* [Dataset extract]
===

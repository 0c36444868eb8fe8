//! End-to-end HTTP flows over the in-memory account store.
//!
//! Every adapter is real here: Argon2 hashing, HS256 tokens, the credit
//! ledger and the trace middleware. Only PostgreSQL is swapped for the
//! in-process repository.

use std::sync::Arc;

use actix_web::dev::{Service, ServiceResponse};
use actix_web::http::StatusCode;
use actix_web::http::header;
use actix_web::{App, test, web};
use mockable::DefaultClock;
use rstest::rstest;
use serde_json::{Value, json};

use bloom_backend::Trace;
use bloom_backend::domain::{AccountService, CreditLedgerService, TRACE_ID_HEADER};
use bloom_backend::inbound::http::credits::{check_credits, deduct_credits, get_credits};
use bloom_backend::inbound::http::error::json_config;
use bloom_backend::inbound::http::state::{HttpState, HttpStatePorts};
use bloom_backend::inbound::http::users::{current_profile, login, signup};
use bloom_backend::outbound::memory::InMemoryAccountRepository;
use bloom_backend::outbound::security::{Argon2CredentialHasher, JwtTokenService};

const SIGNING_KEY: &[u8] = b"an-integration-test-signing-key-of-32+";

fn http_state() -> HttpState {
    let clock = Arc::new(DefaultClock);
    let accounts = Arc::new(InMemoryAccountRepository::new());
    let tokens = Arc::new(JwtTokenService::new(
        SIGNING_KEY,
        chrono::Duration::hours(1),
        clock.clone(),
    ));
    let service = Arc::new(AccountService::new(
        accounts.clone(),
        Arc::new(Argon2CredentialHasher::new()),
        tokens.clone(),
        clock,
    ));
    HttpState::new(HttpStatePorts {
        signup: service.clone(),
        login: service.clone(),
        profile: service,
        ledger: Arc::new(CreditLedgerService::new(accounts)),
        tokens,
    })
}

async fn app() -> impl Service<actix_http::Request, Response = ServiceResponse, Error = actix_web::Error>
{
    test::init_service(
        App::new()
            .app_data(web::Data::new(http_state()))
            .app_data(json_config())
            .wrap(Trace)
            .service(
                web::scope("/api/v1")
                    .service(signup)
                    .service(login)
                    .service(current_profile)
                    .service(get_credits)
                    .service(check_credits)
                    .service(deduct_credits),
            ),
    )
    .await
}

async fn send(
    app: &impl Service<actix_http::Request, Response = ServiceResponse, Error = actix_web::Error>,
    request: test::TestRequest,
) -> (StatusCode, Value) {
    let response = test::call_service(app, request.to_request()).await;
    let status = response.status();
    let body: Value = test::read_body_json(response).await;
    (status, body)
}

fn bearer(token: &str) -> (header::HeaderName, String) {
    (header::AUTHORIZATION, format!("Bearer {token}"))
}

async fn sign_up(
    app: &impl Service<actix_http::Request, Response = ServiceResponse, Error = actix_web::Error>,
    email: &str,
) -> String {
    let (status, body) = send(
        app,
        test::TestRequest::post()
            .uri("/api/v1/auth/signup")
            .set_json(json!({ "name": "Ada", "email": email, "password": "hunter22" })),
    )
    .await;
    assert_eq!(status, StatusCode::CREATED, "signup failed: {body}");
    body["token"].as_str().expect("token").to_owned()
}

#[rstest]
#[actix_web::test]
async fn signup_login_and_spend_credits() {
    let app = app().await;

    let (status, body) = send(
        &app,
        test::TestRequest::post()
            .uri("/api/v1/auth/signup")
            .set_json(json!({
                "name": "Ada",
                "email": "Ada@Example.com",
                "password": "hunter22"
            })),
    )
    .await;
    assert_eq!(status, StatusCode::CREATED);
    assert_eq!(body["user"]["email"], "ada@example.com");
    assert_eq!(body["user"]["credits"], 4.0);
    assert_eq!(body["user"]["totalPredictions"], 0);

    let (status, body) = send(
        &app,
        test::TestRequest::post()
            .uri("/api/v1/auth/login")
            .set_json(json!({ "email": "ada@example.com", "password": "hunter22" })),
    )
    .await;
    assert_eq!(status, StatusCode::OK);
    let token = body["token"].as_str().expect("token").to_owned();

    let (status, body) = send(
        &app,
        test::TestRequest::get()
            .uri("/api/v1/user/credits")
            .insert_header(bearer(&token)),
    )
    .await;
    assert_eq!(status, StatusCode::OK);
    assert_eq!(body["credits"], 4.0);
    assert_eq!(body["remainingPredictions"], 100);

    let (status, body) = send(
        &app,
        test::TestRequest::post()
            .uri("/api/v1/user/credits/check")
            .insert_header(bearer(&token)),
    )
    .await;
    assert_eq!(status, StatusCode::OK);
    assert_eq!(body["hasEnoughCredits"], true);
    assert_eq!(body["required"], 0.04);

    let (status, body) = send(
        &app,
        test::TestRequest::post()
            .uri("/api/v1/user/credits/deduct")
            .insert_header(bearer(&token)),
    )
    .await;
    assert_eq!(status, StatusCode::OK);
    assert_eq!(body["message"], "Credits deducted successfully");
    assert_eq!(body["credits"], 3.96);
    assert_eq!(body["remainingPredictions"], 99);

    let (status, body) = send(
        &app,
        test::TestRequest::get()
            .uri("/api/v1/user/profile")
            .insert_header(bearer(&token)),
    )
    .await;
    assert_eq!(status, StatusCode::OK);
    assert_eq!(body["user"]["totalPredictions"], 1);
    assert_eq!(body["user"]["credits"], 3.96);
}

#[rstest]
#[actix_web::test]
async fn draining_the_balance_forbids_further_deductions() {
    let app = app().await;
    let token = sign_up(&app, "grace@example.com").await;

    for _ in 0..100 {
        let (status, _) = send(
            &app,
            test::TestRequest::post()
                .uri("/api/v1/user/credits/deduct")
                .insert_header(bearer(&token)),
        )
        .await;
        assert_eq!(status, StatusCode::OK);
    }

    let (status, body) = send(
        &app,
        test::TestRequest::post()
            .uri("/api/v1/user/credits/check")
            .insert_header(bearer(&token)),
    )
    .await;
    assert_eq!(status, StatusCode::OK);
    assert_eq!(body["hasEnoughCredits"], false);
    assert_eq!(body["credits"], 0.0);

    let (status, body) = send(
        &app,
        test::TestRequest::post()
            .uri("/api/v1/user/credits/deduct")
            .insert_header(bearer(&token)),
    )
    .await;
    assert_eq!(status, StatusCode::FORBIDDEN);
    assert_eq!(body["code"], "insufficient_credits");
    assert_eq!(body["details"]["required"], 0.04);
}

#[rstest]
#[actix_web::test]
async fn duplicate_emails_conflict() {
    let app = app().await;
    sign_up(&app, "lin@example.com").await;

    let (status, body) = send(
        &app,
        test::TestRequest::post()
            .uri("/api/v1/auth/signup")
            .set_json(json!({
                "name": "Lin",
                "email": "LIN@example.com",
                "password": "another-pass"
            })),
    )
    .await;
    assert_eq!(status, StatusCode::CONFLICT);
    assert_eq!(body["code"], "conflict");
}

#[rstest]
#[actix_web::test]
async fn wrong_password_is_unauthorised() {
    let app = app().await;
    sign_up(&app, "kay@example.com").await;

    let (status, body) = send(
        &app,
        test::TestRequest::post()
            .uri("/api/v1/auth/login")
            .set_json(json!({ "email": "kay@example.com", "password": "not-it" })),
    )
    .await;
    assert_eq!(status, StatusCode::UNAUTHORIZED);
    assert_eq!(body["code"], "unauthorized");
}

#[rstest]
#[case("/api/v1/user/credits", None)]
#[case("/api/v1/user/profile", Some("Bearer not-a-jwt"))]
#[actix_web::test]
async fn protected_routes_require_a_valid_token(
    #[case] path: &str,
    #[case] authorization: Option<&str>,
) {
    let app = app().await;
    let mut request = test::TestRequest::get().uri(path);
    if let Some(value) = authorization {
        request = request.insert_header((header::AUTHORIZATION, value));
    }

    let response = test::call_service(&app, request.to_request()).await;
    assert_eq!(response.status(), StatusCode::UNAUTHORIZED);
    assert!(response.headers().contains_key(TRACE_ID_HEADER));
    let body: Value = test::read_body_json(response).await;
    assert_eq!(body["code"], "unauthorized");
    assert!(body["traceId"].is_string());
}

#[rstest]
#[case(json!({ "email": "ada@example.com" }).to_string(), "name", "missing_field")]
#[case(r#"{"name": "Ada", "email": "#.to_owned(), "body", "malformed_json")]
#[actix_web::test]
async fn malformed_signup_bodies_use_the_error_envelope(
    #[case] payload: String,
    #[case] field: &str,
    #[case] code: &str,
) {
    let app = app().await;
    let request = test::TestRequest::post()
        .uri("/api/v1/auth/signup")
        .insert_header(header::ContentType::json())
        .set_payload(payload);

    let response = test::call_service(&app, request.to_request()).await;
    assert_eq!(response.status(), StatusCode::BAD_REQUEST);
    assert!(response.headers().contains_key(TRACE_ID_HEADER));
    let body: Value = test::read_body_json(response).await;
    assert_eq!(body["code"], "invalid_request");
    assert_eq!(body["details"]["field"], field);
    assert_eq!(body["details"]["code"], code);
    assert!(body["traceId"].is_string());
}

===

* [Work order] After reading the records above, work out how many lines contain "required" and give that number only.

* [Your response] 2